Saying the Legislature lacks the authority to “marginalize the responsibilities of the executive branch,” a Tallahassee judge Thursday issued an order shooting down the Florida House’s attempt to intervene in a medical-marijuana lawsuit.
The House immediately responded by giving notice that it was appealing the order to the 1st District Court of Appeal.
Leon County Circuit Judge Charles Dodson issued the written order after saying from the bench earlier this month that he was rejecting the House’s request to intervene in the lawsuit filed by the Tampa-based firm Florigrown.
The firm is challenging a state law that was passed last year to carry out a voter-approved 2016 constitutional amendment that broadly legalized medical marijuana.
Dodson ruled in October that the 2017 law --- which, among other things, capped the number of medical marijuana licenses the Florida Department of Health can approve --- was unconstitutional and ordered the state to begin registering Florigrown and other medical-marijuana firms to do business in the state.
The health department appealed Dodson’s ruling.

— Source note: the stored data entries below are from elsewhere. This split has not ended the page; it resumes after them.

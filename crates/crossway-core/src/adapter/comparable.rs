//! Comparable and Comparator adapters

use super::{check_arity, CallContext, Capability, ProtocolAdapter};
use crate::bridge::incomparable;
use crate::error::{ErrorCategory, GuestError, GuestResult};
use crate::value::{Block, Value};
use std::cmp::Ordering;

const COMPARABLE_METHODS: &[&str] = &["<=>", "<", "<=", ">", ">=", "between?", "clamp"];

const COMPARATOR_METHODS: &[&str] = &["call", "to_proc"];

/// Guest ordering operators over `compareTo`
pub struct ComparableAdapter;

impl ComparableAdapter {
    /// `receiver <=> other`, with `None` for incomparable operands
    fn spaceship(cx: &CallContext<'_>, other: &Value) -> GuestResult<Option<Ordering>> {
        match cx.bridge().compare_values(&cx.receiver_value(), other) {
            Ok(ordering) => Ok(ordering),
            Err(err) if err.category() == ErrorCategory::Type => Ok(None),
            Err(err) => Err(err),
        }
    }

    fn ordering(cx: &CallContext<'_>, other: &Value) -> GuestResult<Ordering> {
        Self::spaceship(cx, other)?.ok_or_else(|| incomparable(&cx.receiver_value(), other))
    }
}

impl ProtocolAdapter for ComparableAdapter {
    fn capability(&self) -> Capability {
        Capability::Comparable
    }

    fn methods(&self) -> &'static [&'static str] {
        COMPARABLE_METHODS
    }

    fn call(&self, cx: &CallContext<'_>, method: &str, args: &[Value]) -> GuestResult<Value> {
        match method {
            "<=>" => {
                check_arity(method, args, 1, 1)?;
                Ok(match Self::spaceship(cx, &args[0])? {
                    Some(ordering) => Value::Int(ordering as i64),
                    None => Value::Nil,
                })
            }
            "<" | "<=" | ">" | ">=" => {
                check_arity(method, args, 1, 1)?;
                let ordering = Self::ordering(cx, &args[0])?;
                let result = match method {
                    "<" => ordering.is_lt(),
                    "<=" => ordering.is_le(),
                    ">" => ordering.is_gt(),
                    _ => ordering.is_ge(),
                };
                Ok(Value::Bool(result))
            }
            "between?" => {
                check_arity(method, args, 2, 2)?;
                let above_min = Self::ordering(cx, &args[0])?.is_ge();
                let below_max = Self::ordering(cx, &args[1])?.is_le();
                Ok(Value::Bool(above_min && below_max))
            }
            "clamp" => {
                check_arity(method, args, 2, 2)?;
                let (min, max) = (&args[0], &args[1]);
                if cx.bridge().compare_values(min, max)? == Some(Ordering::Greater) {
                    return Err(GuestError::Argument(
                        "min argument must be less than or equal to max argument".to_string(),
                    ));
                }
                if Self::ordering(cx, min)?.is_lt() {
                    return Ok(min.clone());
                }
                if Self::ordering(cx, max)?.is_gt() {
                    return Ok(max.clone());
                }
                Ok(cx.receiver_value())
            }
            _ => Err(GuestError::NoMethod {
                receiver: cx.receiver().class().guest_name().to_string(),
                method: method.to_string(),
            }),
        }
    }
}

/// Lets a foreign `Comparator` be called like a guest proc
pub struct ComparatorAdapter;

impl ProtocolAdapter for ComparatorAdapter {
    fn capability(&self) -> Capability {
        Capability::Comparator
    }

    fn methods(&self) -> &'static [&'static str] {
        COMPARATOR_METHODS
    }

    fn call(&self, cx: &CallContext<'_>, method: &str, args: &[Value]) -> GuestResult<Value> {
        match method {
            "call" => {
                check_arity(method, args, 2, 2)?;
                cx.invoke("compare", args)
            }
            "to_proc" => {
                check_arity(method, args, 0, 0)?;
                let bridge = cx.bridge().clone();
                let comparator = cx.receiver().clone();
                Ok(Value::Proc(Block::new(move |args| {
                    bridge.invoke_foreign(&comparator, "compare", args)
                })))
            }
            _ => Err(GuestError::NoMethod {
                receiver: cx.receiver().class().guest_name().to_string(),
                method: method.to_string(),
            }),
        }
    }
}

#[cfg(test)]
mod tests {
    use crate::bridge::Bridge;
    use crate::error::GuestError;
    use crate::host::memory::MemoryHost;
    use crate::value::{Block, Value};
    use std::sync::Arc;

    fn setup() -> Bridge {
        Bridge::new(Arc::new(MemoryHost::new()))
    }

    fn big(bridge: &Bridge, n: i64) -> Value {
        let class = bridge.lookup_class("java.math.BigInteger").unwrap();
        bridge.call_static(&class, "valueOf", &[Value::Int(n)]).unwrap()
    }

    #[test]
    fn test_spaceship() {
        let bridge = setup();
        let five = big(&bridge, 5);
        let seven = big(&bridge, 7);
        assert_eq!(bridge.call(&five, "<=>", &[seven.clone()], None).unwrap(), Value::Int(-1));
        assert_eq!(bridge.call(&seven, "<=>", &[five.clone()], None).unwrap(), Value::Int(1));
        assert_eq!(bridge.call(&five, "<=>", &[Value::Int(5)], None).unwrap(), Value::Int(0));
        assert_eq!(bridge.call(&five, "<=>", &[Value::Nil], None).unwrap(), Value::Nil);
        assert_eq!(bridge.call(&five, "<=>", &[Value::str("x")], None).unwrap(), Value::Nil);
    }

    #[test]
    fn test_relational_operators() {
        let bridge = setup();
        let five = big(&bridge, 5);
        let seven = big(&bridge, 7);
        let yes = Value::Bool(true);
        let no = Value::Bool(false);
        assert_eq!(bridge.call(&five, "<", &[seven.clone()], None).unwrap(), yes);
        assert_eq!(bridge.call(&five, "<=", &[Value::Int(5)], None).unwrap(), yes);
        assert_eq!(bridge.call(&five, ">", &[seven.clone()], None).unwrap(), no);
        assert_eq!(bridge.call(&seven, ">=", &[five], None).unwrap(), yes);

        let err = bridge.call(&seven, "<", &[Value::Nil], None).unwrap_err();
        assert!(matches!(err, GuestError::Argument(m) if m.starts_with("comparison of")));
    }

    #[test]
    fn test_between_and_clamp() {
        let bridge = setup();
        let five = big(&bridge, 5);
        assert_eq!(
            bridge.call(&five, "between?", &[Value::Int(1), Value::Int(5)], None).unwrap(),
            Value::Bool(true)
        );
        assert_eq!(
            bridge.call(&five, "between?", &[Value::Int(6), Value::Int(9)], None).unwrap(),
            Value::Bool(false)
        );
        assert_eq!(
            bridge.call(&five, "clamp", &[Value::Int(7), Value::Int(9)], None).unwrap(),
            Value::Int(7)
        );
        assert_eq!(
            bridge.call(&five, "clamp", &[Value::Int(1), Value::Int(3)], None).unwrap(),
            Value::Int(3)
        );
        assert_eq!(bridge.call(&five, "clamp", &[Value::Int(1), Value::Int(9)], None).unwrap(), five);
        assert!(matches!(
            bridge.call(&five, "clamp", &[Value::Int(9), Value::Int(1)], None),
            Err(GuestError::Argument(_))
        ));
    }

    #[test]
    fn test_comparator_is_callable() {
        let bridge = setup();
        let reverse = Block::new(|args| Ok(Value::Int(args[1].as_int().unwrap_or(0) - args[0].as_int().unwrap_or(0))));
        let comparator = Value::Object(bridge.wrap_comparator(Some(&reverse)).unwrap());

        assert_eq!(
            bridge.call(&comparator, "call", &[Value::Int(1), Value::Int(2)], None).unwrap(),
            Value::Int(1)
        );
        let proc = bridge.call(&comparator, "to_proc", &[], None).unwrap();
        let Value::Proc(proc) = proc else {
            panic!("expected a proc, got {:?}", proc);
        };
        assert_eq!(proc.call(&[Value::Int(3), Value::Int(2)]).unwrap(), Value::Int(-1));
    }
}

The House also sought to intervene, arguing that the law was carefully crafted to carry out the constitutional amendment and to comply with federal guidance about medical-marijuana issues.
Marijuana remains illegal under federal law, though it has been legalized for medicinal or recreational uses in more than three-dozen states, including Florida.
But Dodson found that no state laws would comply with the federal law.
“There is not a single state medical marijuana program in any of the states that does not run completely afoul of federal drug policy and federal law,” Dodson wrote in Thursday’s five-page order. “It is simply not possible under any circumstances to design a law or program that would not run afoul of federal drug policy …”
Dodson found that the House is not a proper defendant in the case, ruling that “because even the Legislature’s policymaking must comport with the Constitution, the House does not have a direct and immediate interest” in the litigation.
The degree to which the House crafted the law to comply with the federal guidance “is wholly irrelevant to the issue of the statute’s ultimate constitutionality,” Dodson wrote.